TO DO:
Within the records, find every line that includes the word "Execute" and copy it.

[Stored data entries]
========================================

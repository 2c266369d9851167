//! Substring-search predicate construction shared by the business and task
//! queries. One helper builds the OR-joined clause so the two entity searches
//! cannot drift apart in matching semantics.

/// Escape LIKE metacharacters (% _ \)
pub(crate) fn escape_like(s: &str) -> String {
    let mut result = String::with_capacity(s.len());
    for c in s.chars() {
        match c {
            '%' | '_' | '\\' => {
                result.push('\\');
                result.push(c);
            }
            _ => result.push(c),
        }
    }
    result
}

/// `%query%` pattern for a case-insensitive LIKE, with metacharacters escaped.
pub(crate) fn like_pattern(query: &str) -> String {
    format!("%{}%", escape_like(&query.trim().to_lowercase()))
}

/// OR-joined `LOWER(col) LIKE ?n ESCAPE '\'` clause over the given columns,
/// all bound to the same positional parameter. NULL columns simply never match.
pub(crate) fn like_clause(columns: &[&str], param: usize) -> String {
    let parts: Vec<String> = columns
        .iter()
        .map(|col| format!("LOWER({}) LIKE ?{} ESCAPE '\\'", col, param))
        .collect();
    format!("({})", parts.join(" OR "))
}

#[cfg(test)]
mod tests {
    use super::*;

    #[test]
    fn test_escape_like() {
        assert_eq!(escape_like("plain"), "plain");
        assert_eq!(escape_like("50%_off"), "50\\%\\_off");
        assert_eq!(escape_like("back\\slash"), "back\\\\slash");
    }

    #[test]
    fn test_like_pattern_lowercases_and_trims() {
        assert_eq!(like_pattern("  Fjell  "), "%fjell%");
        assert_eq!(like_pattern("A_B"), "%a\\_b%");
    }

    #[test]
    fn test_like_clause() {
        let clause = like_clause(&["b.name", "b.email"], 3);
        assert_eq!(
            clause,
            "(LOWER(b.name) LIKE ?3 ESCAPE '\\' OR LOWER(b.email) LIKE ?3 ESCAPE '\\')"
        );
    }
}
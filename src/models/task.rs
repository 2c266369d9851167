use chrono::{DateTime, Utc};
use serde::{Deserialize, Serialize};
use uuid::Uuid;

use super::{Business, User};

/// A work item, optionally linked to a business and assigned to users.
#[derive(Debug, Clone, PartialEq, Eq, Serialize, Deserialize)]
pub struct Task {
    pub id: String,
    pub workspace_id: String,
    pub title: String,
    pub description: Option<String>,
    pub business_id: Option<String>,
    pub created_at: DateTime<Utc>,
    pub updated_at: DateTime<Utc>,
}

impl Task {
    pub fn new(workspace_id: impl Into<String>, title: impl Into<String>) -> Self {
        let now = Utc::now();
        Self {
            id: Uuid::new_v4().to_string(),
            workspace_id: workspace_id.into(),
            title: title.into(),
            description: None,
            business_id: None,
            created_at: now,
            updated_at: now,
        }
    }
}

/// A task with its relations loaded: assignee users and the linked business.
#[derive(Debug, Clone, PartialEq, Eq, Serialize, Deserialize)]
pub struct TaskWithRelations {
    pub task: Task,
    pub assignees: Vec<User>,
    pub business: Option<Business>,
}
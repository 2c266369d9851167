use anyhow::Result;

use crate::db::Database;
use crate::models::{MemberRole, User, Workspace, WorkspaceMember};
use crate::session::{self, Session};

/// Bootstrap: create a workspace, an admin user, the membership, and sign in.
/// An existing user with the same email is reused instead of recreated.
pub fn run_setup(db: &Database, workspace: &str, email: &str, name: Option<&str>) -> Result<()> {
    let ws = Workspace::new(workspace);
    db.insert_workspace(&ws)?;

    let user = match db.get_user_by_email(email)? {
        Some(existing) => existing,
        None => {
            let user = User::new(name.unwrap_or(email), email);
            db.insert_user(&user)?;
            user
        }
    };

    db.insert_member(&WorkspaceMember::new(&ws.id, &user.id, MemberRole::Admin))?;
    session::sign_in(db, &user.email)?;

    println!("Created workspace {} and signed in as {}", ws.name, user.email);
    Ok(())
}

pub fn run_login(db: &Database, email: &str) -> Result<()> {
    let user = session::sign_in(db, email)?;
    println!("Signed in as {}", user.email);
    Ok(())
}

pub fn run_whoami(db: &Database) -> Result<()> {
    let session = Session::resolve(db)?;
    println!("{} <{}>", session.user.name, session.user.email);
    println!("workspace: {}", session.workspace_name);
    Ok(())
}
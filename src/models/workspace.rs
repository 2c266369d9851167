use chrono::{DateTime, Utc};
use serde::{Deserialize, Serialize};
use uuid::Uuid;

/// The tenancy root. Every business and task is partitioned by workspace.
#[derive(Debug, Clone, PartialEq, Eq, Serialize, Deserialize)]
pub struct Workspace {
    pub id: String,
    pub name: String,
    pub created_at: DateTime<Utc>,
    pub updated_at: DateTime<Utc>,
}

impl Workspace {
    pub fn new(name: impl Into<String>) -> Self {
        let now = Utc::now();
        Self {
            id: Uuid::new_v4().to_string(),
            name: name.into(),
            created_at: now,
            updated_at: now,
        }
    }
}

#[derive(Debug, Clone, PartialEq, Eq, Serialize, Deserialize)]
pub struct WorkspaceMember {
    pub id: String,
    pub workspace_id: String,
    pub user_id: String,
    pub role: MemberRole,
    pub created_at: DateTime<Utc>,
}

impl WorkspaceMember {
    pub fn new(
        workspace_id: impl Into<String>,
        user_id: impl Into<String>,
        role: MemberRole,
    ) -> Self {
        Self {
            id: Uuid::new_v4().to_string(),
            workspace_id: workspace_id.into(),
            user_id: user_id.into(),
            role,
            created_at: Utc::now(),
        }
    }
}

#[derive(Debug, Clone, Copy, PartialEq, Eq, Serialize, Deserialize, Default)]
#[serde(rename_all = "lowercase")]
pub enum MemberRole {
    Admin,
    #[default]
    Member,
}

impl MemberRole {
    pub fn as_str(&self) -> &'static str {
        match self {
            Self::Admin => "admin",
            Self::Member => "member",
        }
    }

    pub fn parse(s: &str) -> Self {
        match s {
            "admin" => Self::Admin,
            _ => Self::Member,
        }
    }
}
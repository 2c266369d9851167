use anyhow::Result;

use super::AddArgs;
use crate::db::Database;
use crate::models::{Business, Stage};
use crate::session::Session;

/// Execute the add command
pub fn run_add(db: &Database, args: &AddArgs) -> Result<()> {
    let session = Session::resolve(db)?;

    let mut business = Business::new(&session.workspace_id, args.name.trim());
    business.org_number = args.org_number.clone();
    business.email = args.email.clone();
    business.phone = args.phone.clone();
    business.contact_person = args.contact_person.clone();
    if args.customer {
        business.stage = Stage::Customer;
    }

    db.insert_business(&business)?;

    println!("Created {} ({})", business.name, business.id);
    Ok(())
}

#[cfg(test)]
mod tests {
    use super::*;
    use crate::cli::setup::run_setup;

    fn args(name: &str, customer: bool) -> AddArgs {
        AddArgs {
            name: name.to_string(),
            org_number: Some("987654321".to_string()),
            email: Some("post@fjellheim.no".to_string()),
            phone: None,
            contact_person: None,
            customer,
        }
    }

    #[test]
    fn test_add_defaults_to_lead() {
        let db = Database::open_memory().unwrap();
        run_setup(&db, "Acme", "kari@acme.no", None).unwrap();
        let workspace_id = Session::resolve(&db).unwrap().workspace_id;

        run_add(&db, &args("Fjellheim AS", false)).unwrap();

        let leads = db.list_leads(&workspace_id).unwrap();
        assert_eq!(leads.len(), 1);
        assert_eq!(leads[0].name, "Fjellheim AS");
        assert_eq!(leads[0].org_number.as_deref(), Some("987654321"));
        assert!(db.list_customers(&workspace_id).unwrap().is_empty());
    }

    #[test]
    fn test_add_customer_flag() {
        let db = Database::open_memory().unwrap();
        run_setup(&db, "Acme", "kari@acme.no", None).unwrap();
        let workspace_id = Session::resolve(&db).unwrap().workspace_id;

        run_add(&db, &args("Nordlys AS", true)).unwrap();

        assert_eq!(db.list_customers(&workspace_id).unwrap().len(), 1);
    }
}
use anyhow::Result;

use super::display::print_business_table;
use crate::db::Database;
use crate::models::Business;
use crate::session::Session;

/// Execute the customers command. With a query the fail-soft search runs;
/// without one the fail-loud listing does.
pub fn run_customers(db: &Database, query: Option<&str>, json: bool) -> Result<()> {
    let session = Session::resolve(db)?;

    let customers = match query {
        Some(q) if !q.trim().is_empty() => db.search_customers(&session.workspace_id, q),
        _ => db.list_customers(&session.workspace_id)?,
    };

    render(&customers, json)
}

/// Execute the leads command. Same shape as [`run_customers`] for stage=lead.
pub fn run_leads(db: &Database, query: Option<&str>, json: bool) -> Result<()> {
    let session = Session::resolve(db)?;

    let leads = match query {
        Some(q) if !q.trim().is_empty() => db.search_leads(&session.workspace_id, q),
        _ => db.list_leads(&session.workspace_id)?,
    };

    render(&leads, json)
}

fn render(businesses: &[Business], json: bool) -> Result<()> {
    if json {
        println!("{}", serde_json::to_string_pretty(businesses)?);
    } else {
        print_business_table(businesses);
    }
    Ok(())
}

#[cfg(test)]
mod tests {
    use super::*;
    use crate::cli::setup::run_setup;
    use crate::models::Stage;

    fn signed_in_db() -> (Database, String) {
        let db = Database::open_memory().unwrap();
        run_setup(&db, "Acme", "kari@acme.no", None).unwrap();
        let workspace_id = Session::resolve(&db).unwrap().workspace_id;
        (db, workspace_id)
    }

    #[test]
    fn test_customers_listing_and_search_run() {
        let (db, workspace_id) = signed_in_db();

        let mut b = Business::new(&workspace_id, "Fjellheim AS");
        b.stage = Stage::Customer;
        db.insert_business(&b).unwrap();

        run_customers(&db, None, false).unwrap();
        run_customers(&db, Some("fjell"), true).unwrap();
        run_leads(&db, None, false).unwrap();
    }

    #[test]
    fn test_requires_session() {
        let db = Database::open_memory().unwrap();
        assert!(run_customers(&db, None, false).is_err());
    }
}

========================================

OUTPUT:
/// Execute the add command
/// Execute the customers command. With a query the fail-soft search runs;
/// Execute the leads command. Same shape as [`run_customers`] for stage=lead.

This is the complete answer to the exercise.